◆ EXERCISE: Show every line of the records below that contains the word "Duration".

(Stored data entries)
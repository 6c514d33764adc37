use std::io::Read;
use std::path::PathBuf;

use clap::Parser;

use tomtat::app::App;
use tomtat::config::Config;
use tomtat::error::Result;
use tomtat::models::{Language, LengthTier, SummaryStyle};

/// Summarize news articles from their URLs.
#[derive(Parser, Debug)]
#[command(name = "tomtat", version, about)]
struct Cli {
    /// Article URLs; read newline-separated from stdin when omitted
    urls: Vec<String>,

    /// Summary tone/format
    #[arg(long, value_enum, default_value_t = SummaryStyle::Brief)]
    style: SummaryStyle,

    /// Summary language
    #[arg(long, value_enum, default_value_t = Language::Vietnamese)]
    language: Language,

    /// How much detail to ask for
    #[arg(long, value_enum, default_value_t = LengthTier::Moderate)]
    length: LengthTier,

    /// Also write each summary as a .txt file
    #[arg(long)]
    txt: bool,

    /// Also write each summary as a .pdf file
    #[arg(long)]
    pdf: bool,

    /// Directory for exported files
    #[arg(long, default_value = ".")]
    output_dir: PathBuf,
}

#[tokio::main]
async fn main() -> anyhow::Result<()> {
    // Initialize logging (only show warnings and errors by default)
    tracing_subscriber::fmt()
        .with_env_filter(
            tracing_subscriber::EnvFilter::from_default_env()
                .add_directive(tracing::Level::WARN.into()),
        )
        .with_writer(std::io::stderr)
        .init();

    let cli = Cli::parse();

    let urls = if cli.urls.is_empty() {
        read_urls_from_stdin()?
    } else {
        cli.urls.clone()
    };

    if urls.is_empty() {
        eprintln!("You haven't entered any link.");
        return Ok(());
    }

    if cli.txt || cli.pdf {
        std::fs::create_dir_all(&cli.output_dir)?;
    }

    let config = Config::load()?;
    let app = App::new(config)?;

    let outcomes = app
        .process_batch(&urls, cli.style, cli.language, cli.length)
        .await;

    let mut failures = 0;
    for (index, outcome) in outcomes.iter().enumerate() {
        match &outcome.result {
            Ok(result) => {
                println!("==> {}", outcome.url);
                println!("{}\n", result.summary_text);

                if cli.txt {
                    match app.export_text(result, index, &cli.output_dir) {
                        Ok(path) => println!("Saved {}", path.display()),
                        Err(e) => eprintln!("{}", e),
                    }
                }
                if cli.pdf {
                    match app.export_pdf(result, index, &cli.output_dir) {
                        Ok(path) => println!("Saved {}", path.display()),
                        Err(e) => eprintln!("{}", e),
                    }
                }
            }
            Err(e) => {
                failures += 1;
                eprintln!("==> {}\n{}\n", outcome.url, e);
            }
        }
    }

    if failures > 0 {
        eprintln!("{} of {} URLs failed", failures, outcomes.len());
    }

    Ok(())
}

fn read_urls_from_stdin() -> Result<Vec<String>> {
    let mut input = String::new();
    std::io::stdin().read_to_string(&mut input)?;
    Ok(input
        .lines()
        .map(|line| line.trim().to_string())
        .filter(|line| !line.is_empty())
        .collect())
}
---
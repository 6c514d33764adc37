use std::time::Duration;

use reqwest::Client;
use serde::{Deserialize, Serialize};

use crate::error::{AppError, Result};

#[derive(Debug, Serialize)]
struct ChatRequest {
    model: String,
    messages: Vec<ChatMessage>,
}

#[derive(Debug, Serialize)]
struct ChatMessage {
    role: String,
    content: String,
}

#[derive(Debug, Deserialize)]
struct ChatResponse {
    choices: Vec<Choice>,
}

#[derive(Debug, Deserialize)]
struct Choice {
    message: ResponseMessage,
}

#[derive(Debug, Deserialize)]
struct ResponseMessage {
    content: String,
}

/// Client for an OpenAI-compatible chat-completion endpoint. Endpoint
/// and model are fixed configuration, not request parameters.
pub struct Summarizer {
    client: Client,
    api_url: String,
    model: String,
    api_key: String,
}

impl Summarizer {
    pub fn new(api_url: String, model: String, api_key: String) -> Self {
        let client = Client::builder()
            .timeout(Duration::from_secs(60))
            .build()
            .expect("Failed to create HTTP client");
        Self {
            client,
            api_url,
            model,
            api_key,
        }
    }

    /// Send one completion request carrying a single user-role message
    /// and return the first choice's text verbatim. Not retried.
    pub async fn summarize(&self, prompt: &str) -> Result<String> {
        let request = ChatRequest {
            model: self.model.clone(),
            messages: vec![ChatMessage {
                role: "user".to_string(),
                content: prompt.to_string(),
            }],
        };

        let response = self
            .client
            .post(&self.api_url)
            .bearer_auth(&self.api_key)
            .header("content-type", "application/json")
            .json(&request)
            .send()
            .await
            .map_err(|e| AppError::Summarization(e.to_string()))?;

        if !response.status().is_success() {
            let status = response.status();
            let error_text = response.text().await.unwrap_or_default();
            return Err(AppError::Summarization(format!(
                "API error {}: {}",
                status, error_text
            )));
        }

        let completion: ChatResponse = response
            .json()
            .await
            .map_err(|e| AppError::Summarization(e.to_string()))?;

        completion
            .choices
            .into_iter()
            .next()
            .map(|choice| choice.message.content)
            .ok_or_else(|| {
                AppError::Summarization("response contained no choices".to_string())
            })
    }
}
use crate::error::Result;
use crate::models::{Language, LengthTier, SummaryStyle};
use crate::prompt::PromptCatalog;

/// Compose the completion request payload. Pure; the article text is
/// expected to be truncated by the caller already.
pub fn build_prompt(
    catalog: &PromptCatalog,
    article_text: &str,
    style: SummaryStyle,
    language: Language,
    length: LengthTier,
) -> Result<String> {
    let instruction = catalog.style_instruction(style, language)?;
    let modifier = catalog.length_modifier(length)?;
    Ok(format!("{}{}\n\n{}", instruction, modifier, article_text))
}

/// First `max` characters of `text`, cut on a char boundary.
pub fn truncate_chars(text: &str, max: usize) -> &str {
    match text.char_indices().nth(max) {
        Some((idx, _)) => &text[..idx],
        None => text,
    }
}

◆ SOLUTION TO THIS PROBLEM:
use std::time::Duration;
            .timeout(Duration::from_secs(60))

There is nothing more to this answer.